Radiation inactivation of brain [ 35S] t-butylbicyclophosphorothionate binding sites reveals complicated molecular arrangements of the GABA/benzodiazepine receptor chloride channel complex

Abstract

[ 35S] t-Butylbicyclophosphorothionate ([ 35S]TBPS), a bicyclic cage convulsant, binds to the anion gating mechanism of the GABA/benzodiazepine receptor chloride channel complex. Using a carefully calibrated radiation inactivation technique, the molecular weight of [ 35S]TBPS binding complexes from frozen rat cerebral cortex was estimated to be 137,000 daltons. The GABA agonist muscimol reduced [ 35S]TBPS binding to 0–10% of the control value, in a way which is independent of the radiation dose. This shows that the GABA receptor ( Mw = 55,000 daltons) is included in the 137,000-dalton [ 35S]-TBPS binding complex; the [ 35S]TBPS binding protein alone accounts for 137,000−55,000 = 82,000 daltons.
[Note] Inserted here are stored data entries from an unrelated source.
use serde::{Deserialize, Serialize};

use crate::destination::DestinationId;
use crate::util::lenient_count;

pub type GroupId = i64;

/// A travel group the user belongs to (`GET /api/user/groups`).
#[derive(Debug, Clone, PartialEq, Eq, Serialize, Deserialize)]
pub struct Group {
    pub group_id: GroupId,
    pub group_name: String,
    #[serde(default, deserialize_with = "lenient_count")]
    pub member_count: u32,
}

/// Body of `POST /api/groups/:id/recommend`.
#[derive(Debug, Clone, PartialEq, Eq, Serialize)]
pub struct GroupRecommendation {
    pub destination_id: DestinationId,
}

/// Body of `POST /api/user/favourites`.
#[derive(Debug, Clone, PartialEq, Eq, Serialize)]
pub struct FavouriteRequest {
    #[serde(rename = "destinationId")]
    pub destination_id: DestinationId,
}
use anyhow::{Result, bail};
use aroov_runtime::{Document, ProfileEditor, UniversityPicker};
use aroov_types::{UserProfile, split_tag_list};
use tracing::warn;

use super::HandlerContext;
use crate::presentation::presenters;
use crate::presentation::view_models::StatusBadge;

fn present(
    ctx: &HandlerContext,
    editor: &ProfileEditor,
    profile: &UserProfile,
    badge: StatusBadge,
    page: &Document,
) -> Result<()> {
    let university = editor
        .picker()
        .selected()
        .and_then(|id| editor.picker().universities().into_iter().find(|u| u.id == id));
    let activities = split_tag_list(&editor.tags().value());

    let view_model = presenters::present_profile(
        profile,
        university.as_ref(),
        activities,
        editor.tags().available().to_vec(),
        badge,
    )
    .with_page(page.snapshot());
    ctx.render(view_model)
}

pub async fn show(ctx: &HandlerContext) -> Result<()> {
    let page = ctx.page(Document::profile_page())?;
    let document = page.document.clone();
    let editor = ProfileEditor::new(page);
    let profile = editor.load().await?;

    let badge = StatusBadge::info(profile.display_name());
    present(ctx, &editor, &profile, badge, &document)
}

pub async fn set(
    ctx: &HandlerContext,
    name: Option<String>,
    university: Option<i64>,
    activities: Option<String>,
) -> Result<()> {
    if name.is_none() && university.is_none() && activities.is_none() {
        bail!("Nothing to change; pass --name, --university or --activities");
    }

    let page = ctx.page(Document::profile_page())?;
    let document = page.document.clone();
    let editor = ProfileEditor::new(page);
    let mut profile = editor.load().await?;

    if let Some(name) = &name {
        editor.set_name(name);
    }
    if let Some(id) = university
        && editor.picker().select(id).is_none()
    {
        bail!("Unknown university {}; see `aroov universities`", id);
    }
    if let Some(activities) = &activities {
        let wanted = split_tag_list(activities);
        editor.tags().restore(&wanted);
        for tag in wanted.iter().filter(|tag| !editor.tags().is_selected(tag)) {
            warn!(tag = %tag, "not an offered activity, ignoring");
        }
    }

    // Alerts for failures come from the editor itself.
    let update = editor.save().await?;
    profile.name = Some(update.name.clone()).filter(|n| !n.is_empty());
    present(
        ctx,
        &editor,
        &profile,
        StatusBadge::success("Profile updated successfully!"),
        &document,
    )
}

pub async fn change_password(
    ctx: &HandlerContext,
    current: String,
    new: String,
    confirm: Option<String>,
) -> Result<()> {
    let confirm = confirm.unwrap_or_else(|| new.clone());
    let editor = ProfileEditor::new(ctx.page(Document::new())?);
    editor.change_password(&current, &new, &confirm).await?;
    ctx.render(presenters::present_message("Password updated successfully!"))
}

pub async fn universities(ctx: &HandlerContext, filter: Option<String>) -> Result<()> {
    let picker = UniversityPicker::new(ctx.page(Document::profile_page())?);
    picker.load().await?;

    let matches = match &filter {
        Some(text) => picker.search(text),
        None => picker.universities(),
    };
    ctx.render(presenters::present_universities(filter, &matches))
}
//! Profile page: display name, university picker, activity tags and password.

use aroov_client::GatewayError;
use aroov_types::{PasswordChange, ProfileUpdate, University, UniversityId, UserProfile};
use std::cell::{Cell, RefCell};
use std::collections::BTreeSet;
use tracing::warn;

use crate::context::PageContext;
use crate::document::{Anchor, ButtonState, Field};
use crate::error::{Error, Result};
use crate::navbar::NavBar;
use crate::render::{CardVariant, OverlayRenderer, placeholder};

pub const SAVE_BUTTON: &str = "profile-save";
const SAVE_LABEL: &str = "Save Profile";
const SAVING_LABEL: &str = "Saving...";

/// Searchable university dropdown.
pub struct UniversityPicker {
    ctx: PageContext,
    renderer: OverlayRenderer,
    universities: RefCell<Vec<University>>,
    selected: Cell<Option<UniversityId>>,
}

impl UniversityPicker {
    pub fn new(ctx: PageContext) -> Self {
        let renderer =
            OverlayRenderer::new(CardVariant::Explore, ctx.ui.detail_placeholder_image.clone());
        Self {
            ctx,
            renderer,
            universities: RefCell::new(Vec::new()),
            selected: Cell::new(None),
        }
    }

    pub async fn load(&self) -> std::result::Result<usize, GatewayError> {
        let universities = self.ctx.api.universities().await?;
        let count = universities.len();
        *self.universities.borrow_mut() = universities;
        self.render("");
        Ok(count)
    }

    pub fn universities(&self) -> Vec<University> {
        self.universities.borrow().clone()
    }

    pub fn selected(&self) -> Option<UniversityId> {
        self.selected.get()
    }

    /// Universities whose name contains `text`, ignoring case.
    pub fn filter(&self, text: &str) -> Vec<University> {
        let needle = text.trim().to_lowercase();
        self.universities
            .borrow()
            .iter()
            .filter(|uni| uni.name.to_lowercase().contains(&needle))
            .cloned()
            .collect()
    }

    /// Open the dropdown with an empty search and every option listed.
    pub fn open(&self) {
        self.ctx.document.set_value(Field::UniSearch, "");
        self.render("");
        self.ctx.document.show(Anchor::UniDropdown);
    }

    pub fn search(&self, text: &str) -> Vec<University> {
        self.ctx.document.set_value(Field::UniSearch, text);
        self.render(text)
    }

    pub fn select(&self, id: UniversityId) -> Option<University> {
        let university = self
            .universities
            .borrow()
            .iter()
            .find(|uni| uni.id == id)
            .cloned()?;

        self.selected.set(Some(id));
        let document = &self.ctx.document;
        document.set_value(Field::UniversityId, id.to_string());
        document.set_text(Anchor::UniSelectedText, &university.name);
        document.hide(Anchor::UniDropdown);
        Some(university)
    }

    pub fn outside_click(&self) {
        self.ctx.document.hide(Anchor::UniDropdown);
    }

    fn render(&self, text: &str) -> Vec<University> {
        let matches = self.filter(text);
        let html = if matches.is_empty() {
            placeholder::universities_no_results()
        } else {
            self.renderer.university_options(&matches)
        };
        self.ctx.document.set_html(Anchor::UniOptions, html);
        matches
    }
}

/// Toggleable interest tags backed by the hidden activities input.
pub struct ActivityTags {
    ctx: PageContext,
    renderer: OverlayRenderer,
    selected: RefCell<BTreeSet<String>>,
}

impl ActivityTags {
    pub fn new(ctx: PageContext) -> Self {
        let renderer =
            OverlayRenderer::new(CardVariant::Explore, ctx.ui.detail_placeholder_image.clone());
        Self {
            ctx,
            renderer,
            selected: RefCell::new(BTreeSet::new()),
        }
    }

    pub fn available(&self) -> &[String] {
        &self.ctx.ui.activity_tags
    }

    /// Flip `tag`. Returns its new state, or `None` for a tag the page does
    /// not offer.
    pub fn toggle(&self, tag: &str) -> Option<bool> {
        if !self.available().iter().any(|t| t == tag) {
            return None;
        }
        let now_selected = {
            let mut selected = self.selected.borrow_mut();
            if selected.remove(tag) {
                false
            } else {
                selected.insert(tag.to_string());
                true
            }
        };
        self.render();
        Some(now_selected)
    }

    /// Select exactly the offered tags found in `saved`.
    pub fn restore(&self, saved: &[String]) {
        {
            let mut selected = self.selected.borrow_mut();
            selected.clear();
            for tag in self.available() {
                if saved.iter().any(|s| s.trim() == tag) {
                    selected.insert(tag.clone());
                }
            }
        }
        self.render();
    }

    pub fn is_selected(&self, tag: &str) -> bool {
        self.selected.borrow().contains(tag)
    }

    /// Selected tags joined with commas, in the order the page lists them.
    pub fn value(&self) -> String {
        let selected = self.selected.borrow();
        self.available()
            .iter()
            .filter(|tag| selected.contains(tag.as_str()))
            .map(String::as_str)
            .collect::<Vec<_>>()
            .join(",")
    }

    fn render(&self) {
        let html = self
            .renderer
            .activity_tags(self.available(), |tag| self.is_selected(tag));
        self.ctx.document.set_html(Anchor::ActivityTags, html);
        self.ctx.document.set_value(Field::ActivitiesInput, self.value());
    }
}

/// The profile form.
pub struct ProfileEditor {
    ctx: PageContext,
    nav: NavBar,
    picker: UniversityPicker,
    tags: ActivityTags,
}

impl ProfileEditor {
    pub fn new(ctx: PageContext) -> Self {
        Self {
            nav: NavBar::new(ctx.clone()),
            picker: UniversityPicker::new(ctx.clone()),
            tags: ActivityTags::new(ctx.clone()),
            ctx,
        }
    }

    pub fn picker(&self) -> &UniversityPicker {
        &self.picker
    }

    pub fn tags(&self) -> &ActivityTags {
        &self.tags
    }

    /// Fill the form from the server. The university list is loaded first so
    /// a stored university can be selected.
    pub async fn load(&self) -> Result<UserProfile> {
        self.ctx
            .document
            .set_button(SAVE_BUTTON, ButtonState::enabled(SAVE_LABEL));
        self.tags.restore(&[]);

        if let Err(err) = self.picker.load().await {
            warn!(error = %err, "could not load universities");
        }

        let profile = self.nav.load().await?;
        if let Some(name) = &profile.name {
            self.ctx.document.set_value(Field::DisplayName, name.clone());
        }
        if let Some(id) = profile.university_id {
            if self.picker.select(id).is_none() {
                warn!(university_id = id, "stored university is not in the list");
            }
        }
        self.tags.restore(profile.activity_tags());
        Ok(profile)
    }

    pub fn set_name(&self, name: &str) {
        self.ctx.document.set_value(Field::DisplayName, name);
    }

    /// The request the form would send right now.
    pub fn pending_update(&self) -> ProfileUpdate {
        let document = &self.ctx.document;
        ProfileUpdate {
            name: document.value(Field::DisplayName).trim().to_string(),
            university_id: document.value(Field::UniversityId).trim().parse().ok(),
            activities: self.tags.value(),
        }
    }

    pub async fn save(&self) -> Result<ProfileUpdate> {
        let update = self.pending_update();
        let document = &self.ctx.document;
        document.set_button(SAVE_BUTTON, ButtonState::busy(SAVING_LABEL));

        let response = self.ctx.api.update_profile(&update).await;
        document.set_button(SAVE_BUTTON, ButtonState::enabled(SAVE_LABEL));

        match response {
            Ok(()) => {
                self.ctx.host.alert("Profile updated successfully!");
                document.set_text(Anchor::NavUserName, &update.name);
                Ok(update)
            }
            Err(err) => {
                self.ctx.host.alert(&failure_message(&err, "Error saving profile."));
                Err(err.into())
            }
        }
    }

    /// Validate locally, then ask the server to change the password.
    pub async fn change_password(&self, current: &str, new: &str, confirm: &str) -> Result<()> {
        let change = match PasswordChange::new(current, new, confirm) {
            Ok(change) => change,
            Err(err) => {
                let err = Error::from(err);
                if let Error::InvalidInput(msg) = &err {
                    self.ctx.host.alert(msg);
                }
                return Err(err);
            }
        };

        match self.ctx.api.change_password(&change).await {
            Ok(()) => {
                self.ctx.host.alert("Password updated successfully!");
                Ok(())
            }
            Err(err) => {
                self.ctx
                    .host
                    .alert(&failure_message(&err, "Could not change password."));
                Err(err.into())
            }
        }
    }
}

/// Alert text for a failed form submission.
fn failure_message(err: &GatewayError, fallback: &str) -> String {
    if err.is_network() {
        "Connection error.".to_string()
    } else {
        err.server_message().unwrap_or(fallback).to_string()
    }
}
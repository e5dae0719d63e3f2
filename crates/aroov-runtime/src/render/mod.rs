//! Markup for the page regions.
//!
//! Renderers are pure: record in, [`maud::Markup`] out, with every
//! interpolated value escaped by `maud`. Anything that has to survive a round
//! trip through the markup (the record behind a card) goes into a
//! [`RecordTable`] instead of an attribute.

pub mod card;
pub mod overlay;
pub mod pagination;
pub mod placeholder;

pub use card::{
    CardAction, CardFragment, CardRenderer, CardState, CardVariant, GridFragment, RecordTable,
};
pub use overlay::{OverlayRenderer, group_button_id};
pub use pagination::render_pagination;
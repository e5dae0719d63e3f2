use owo_colors::OwoColorize;
use std::fmt;

use crate::presentation::view_models::{
    MessageViewModel, ProfileViewModel, UniversityListViewModel,
};

pub struct ProfileView<'a> {
    data: &'a ProfileViewModel,
}

impl<'a> ProfileView<'a> {
    pub fn new(data: &'a ProfileViewModel) -> Self {
        Self { data }
    }
}

impl<'a> fmt::Display for ProfileView<'a> {
    fn fmt(&self, f: &mut fmt::Formatter) -> fmt::Result {
        writeln!(
            f,
            "{:<12} {}",
            "Name:",
            self.data.name.as_deref().unwrap_or("Traveler")
        )?;
        match &self.data.university {
            Some(university) => writeln!(
                f,
                "{:<12} {} {}",
                "University:",
                university.name,
                format!("(#{})", university.id).dimmed()
            )?,
            None => writeln!(f, "{:<12} {}", "University:", "not set".dimmed())?,
        }

        let tags: Vec<String> = self
            .data
            .available_activities
            .iter()
            .map(|tag| {
                if self.data.activities.contains(tag) {
                    format!("[{}]", tag).green().to_string()
                } else {
                    tag.dimmed().to_string()
                }
            })
            .collect();
        writeln!(f, "{:<12} {}", "Activities:", tags.join(" "))
    }
}

impl fmt::Display for ProfileViewModel {
    fn fmt(&self, f: &mut fmt::Formatter) -> fmt::Result {
        ProfileView::new(self).fmt(f)
    }
}

pub struct UniversityListView<'a> {
    data: &'a UniversityListViewModel,
}

impl<'a> UniversityListView<'a> {
    pub fn new(data: &'a UniversityListViewModel) -> Self {
        Self { data }
    }
}

impl<'a> fmt::Display for UniversityListView<'a> {
    fn fmt(&self, f: &mut fmt::Formatter) -> fmt::Result {
        if self.data.universities.is_empty() {
            return writeln!(f, "No results found");
        }
        for university in &self.data.universities {
            writeln!(f, "{:>6}  {}", university.id, university.name)?;
        }
        Ok(())
    }
}

impl fmt::Display for UniversityListViewModel {
    fn fmt(&self, f: &mut fmt::Formatter) -> fmt::Result {
        UniversityListView::new(self).fmt(f)
    }
}

/// The badge carries the message; there is no body to print.
impl fmt::Display for MessageViewModel {
    fn fmt(&self, _f: &mut fmt::Formatter) -> fmt::Result {
        Ok(())
    }
}
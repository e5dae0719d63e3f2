//! In-memory backend for controller tests.

use aroov_client::gateway::server_message;
use aroov_client::{Gateway, GatewayError, Method, Result};
use async_trait::async_trait;
use serde_json::Value;
use std::cell::RefCell;
use std::collections::{HashMap, VecDeque};
use tokio::sync::oneshot;

/// A request the gateway received.
#[derive(Debug, Clone, PartialEq)]
pub struct RecordedRequest {
    pub method: Method,
    pub path: String,
    pub body: Option<Value>,
}

/// Holds back one scripted response until opened. Dropping the gate
/// releases the response as well.
#[derive(Debug)]
pub struct Gate(oneshot::Sender<()>);

impl Gate {
    pub fn open(self) {
        let _ = self.0.send(());
    }
}

struct Scripted {
    result: Result<Value>,
    gate: Option<oneshot::Receiver<()>>,
}

/// Gateway answering from per-route queues.
///
/// Responses are keyed by method and exact path (query string included) and
/// consumed in order. A request with nothing queued fails as a network error,
/// so a test never silently depends on an unscripted call.
///
/// # Example
/// ```no_run
/// use aroov_client::Method;
/// use aroov_testing::ScriptedGateway;
/// use serde_json::json;
///
/// let gateway = ScriptedGateway::new();
/// gateway.ok(Method::Get, "/api/user/groups", json!([]));
/// gateway.fail(Method::Post, "/api/groups/5/recommend", 409, json!({"error": "Already added"}));
/// ```
#[derive(Default)]
pub struct ScriptedGateway {
    routes: RefCell<HashMap<(Method, String), VecDeque<Scripted>>>,
    log: RefCell<Vec<RecordedRequest>>,
}

impl ScriptedGateway {
    pub fn new() -> Self {
        Self::default()
    }

    pub fn respond(&self, method: Method, path: &str, result: Result<Value>) {
        self.push(method, path, result, None);
    }

    pub fn ok(&self, method: Method, path: &str, body: Value) {
        self.respond(method, path, Ok(body));
    }

    /// Non-2xx answer. The message is extracted from `body` the same way the
    /// HTTP gateway does it.
    pub fn fail(&self, method: Method, path: &str, status: u16, body: Value) {
        let message = server_message(&body.to_string());
        self.respond(method, path, Err(GatewayError::http(status, message)));
    }

    pub fn network_error(&self, method: Method, path: &str) {
        self.respond(
            method,
            path,
            Err(GatewayError::Network("connection refused".to_string())),
        );
    }

    /// Queue a response that is only delivered once the returned gate opens.
    pub fn gated(&self, method: Method, path: &str, result: Result<Value>) -> Gate {
        let (tx, rx) = oneshot::channel();
        self.push(method, path, result, Some(rx));
        Gate(tx)
    }

    pub fn requests(&self) -> Vec<RecordedRequest> {
        self.log.borrow().clone()
    }

    /// Number of requests sent with `method` to a path starting with `prefix`.
    pub fn count(&self, method: Method, prefix: &str) -> usize {
        self.log
            .borrow()
            .iter()
            .filter(|r| r.method == method && r.path.starts_with(prefix))
            .count()
    }

    /// Responses still queued across all routes.
    pub fn pending(&self) -> usize {
        self.routes.borrow().values().map(VecDeque::len).sum()
    }

    fn push(
        &self,
        method: Method,
        path: &str,
        result: Result<Value>,
        gate: Option<oneshot::Receiver<()>>,
    ) {
        self.routes
            .borrow_mut()
            .entry((method, path.to_string()))
            .or_default()
            .push_back(Scripted { result, gate });
    }
}

#[async_trait(?Send)]
impl Gateway for ScriptedGateway {
    async fn request(&self, method: Method, path: &str, body: Option<Value>) -> Result<Value> {
        self.log.borrow_mut().push(RecordedRequest {
            method,
            path: path.to_string(),
            body,
        });

        let next = self
            .routes
            .borrow_mut()
            .get_mut(&(method, path.to_string()))
            .and_then(VecDeque::pop_front);
        let Some(scripted) = next else {
            return Err(GatewayError::Network(format!(
                "no scripted response for {} {}",
                method, path
            )));
        };

        if let Some(gate) = scripted.gate {
            let _ = gate.await;
        }
        scripted.result
    }
}
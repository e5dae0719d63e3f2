use aroov_runtime::GroupsOutcome;
use aroov_types::GroupId;

use crate::presentation::view_models::{
    CommandResultViewModel, DestinationEntry, GroupEntry, GroupsStatus, Guidance, ShareViewModel,
    StatusBadge,
};

pub fn present_share(
    destination: DestinationEntry,
    link: String,
    groups: &GroupsOutcome,
    added_to: Option<GroupId>,
    copied: bool,
    email: Option<String>,
) -> CommandResultViewModel<ShareViewModel> {
    let (groups_status, entries) = match groups {
        GroupsOutcome::Listed(groups) => (
            GroupsStatus::Listed,
            groups
                .iter()
                .map(|group| GroupEntry {
                    id: group.group_id,
                    name: group.group_name.clone(),
                    member_count: group.member_count,
                })
                .collect(),
        ),
        GroupsOutcome::NoGroups => (GroupsStatus::NoGroups, Vec::new()),
        GroupsOutcome::SignedOut => (GroupsStatus::SignedOut, Vec::new()),
        GroupsOutcome::Failed(_) | GroupsOutcome::Superseded => (GroupsStatus::Failed, Vec::new()),
    };

    let badge = match added_to.and_then(|id| entries.iter().find(|g| g.id == id)) {
        Some(group) => StatusBadge::success(format!(
            "Recommended {} to {}",
            destination.name, group.name
        )),
        None => StatusBadge::info(format!("Share {}", destination.name)),
    };

    let share_command = format!("aroov share {} --group <GROUP_ID>", destination.id);
    let mut result = CommandResultViewModel::new(ShareViewModel {
        destination,
        link,
        groups_status,
        groups: entries,
        added_to,
        copied,
        email,
    })
    .with_badge(badge);

    match groups_status {
        GroupsStatus::Listed if added_to.is_none() => {
            result = result.with_suggestion(
                Guidance::new("Recommend it to a group").with_command(share_command),
            );
        }
        GroupsStatus::SignedOut => {
            result = result.with_suggestion(Guidance::new(
                "Sign in on the website to see your groups",
            ));
        }
        _ => {}
    }
    result
}
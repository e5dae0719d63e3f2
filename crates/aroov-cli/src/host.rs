//! Terminal-backed [`Host`].

use aroov_runtime::Host;
use is_terminal::IsTerminal;
use owo_colors::OwoColorize;
use std::cell::RefCell;
use std::io::{BufRead, Write};
use tracing::debug;

/// Alerts go to stderr, confirmations are asked on the terminal (or answered
/// by `--yes`). There is no system clipboard or browser: copied text and
/// opened URLs are kept for the command to report.
pub struct ConsoleHost {
    assume_yes: bool,
    interactive: bool,
    clipboard: RefCell<Option<String>>,
    opened: RefCell<Vec<String>>,
}

impl ConsoleHost {
    pub fn new(assume_yes: bool) -> Self {
        Self {
            assume_yes,
            interactive: std::io::stdin().is_terminal(),
            clipboard: RefCell::new(None),
            opened: RefCell::new(Vec::new()),
        }
    }

    /// Last text placed on the clipboard.
    pub fn clipboard(&self) -> Option<String> {
        self.clipboard.borrow().clone()
    }

    pub fn opened(&self) -> Vec<String> {
        self.opened.borrow().clone()
    }

    fn ask(&self, message: &str) -> bool {
        eprint!("{} {} [y/N] ", "?".cyan().bold(), message);
        let _ = std::io::stderr().flush();

        let mut answer = String::new();
        if std::io::stdin().lock().read_line(&mut answer).is_err() {
            return false;
        }
        matches!(answer.trim().to_lowercase().as_str(), "y" | "yes")
    }
}

impl Host for ConsoleHost {
    fn alert(&self, message: &str) {
        eprintln!("{} {}", "!".yellow().bold(), message);
    }

    fn confirm(&self, message: &str) -> bool {
        if self.assume_yes {
            return true;
        }
        if !self.interactive {
            debug!(question = message, "no terminal to confirm on, declining");
            eprintln!("{} (pass --yes to confirm)", message);
            return false;
        }
        self.ask(message)
    }

    fn copy_to_clipboard(&self, text: &str) -> bool {
        *self.clipboard.borrow_mut() = Some(text.to_string());
        true
    }

    fn open_url(&self, url: &str) {
        self.opened.borrow_mut().push(url.to_string());
    }
}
The pyrazolopyridazine etazolate (SQ 20.009) and etomidate in appropriate concentrations both reduced specific binding of [ 35S]TBPS. The ability of SQ 20.009 and etomidate to reduce [ 35S]TBPS binding was greatly reduced by exposure to low radiation doses, suggesting that SQ 20.009 and etomidate reduce [ 35S]TBPS binding by an allosteric mechanism requiring a molecular structure of 450,000–500,000 daltons. Benzodiazepine agonists (ethyl 4-methoxymethyl-6-benzyloxy-β-carboline-3-carboxylate, ZK 93423) and inverse agonists (methyl 6,7-dimethoxy-4-ethyl-β-carboline-3-carboxylate, DMCM) enhance and reduce [ 35S]TBPS binding, respectively, in repeatedly frozen and washed membrane preparations. The effects of ZK 93423 and DMCM on [ 35S]TBPS binding disappeared upon exposure of membranes to low radiation doses. This suggests that the benzodiazepine receptor site interacts allosterically with the [ 35S]TBPS binding site, requiring a molecular complex of at least c. 400,000 daltons. The [ 35S]TBPS site alone in these latter conditions of membrane preparation (repeatedly frozen/ washed) revealed a molecular weight of 221,000 daltons (TBPS-site + GABA receptor + unknown structures). The number of binding sites for [ 35S]TBPS (145 pmol/g tissue) was only slightly higher than for [ 35H]flunitrazepam (130 pmol/g tissue) in cerebral cortex. These results are all consonant with the conclusion that the GABA/BZ receptor chloride channel complex is composed of highly integrated multimeric subunits, tentatively accounted for by a tetramic complex of molecular weight 548,000 daltons.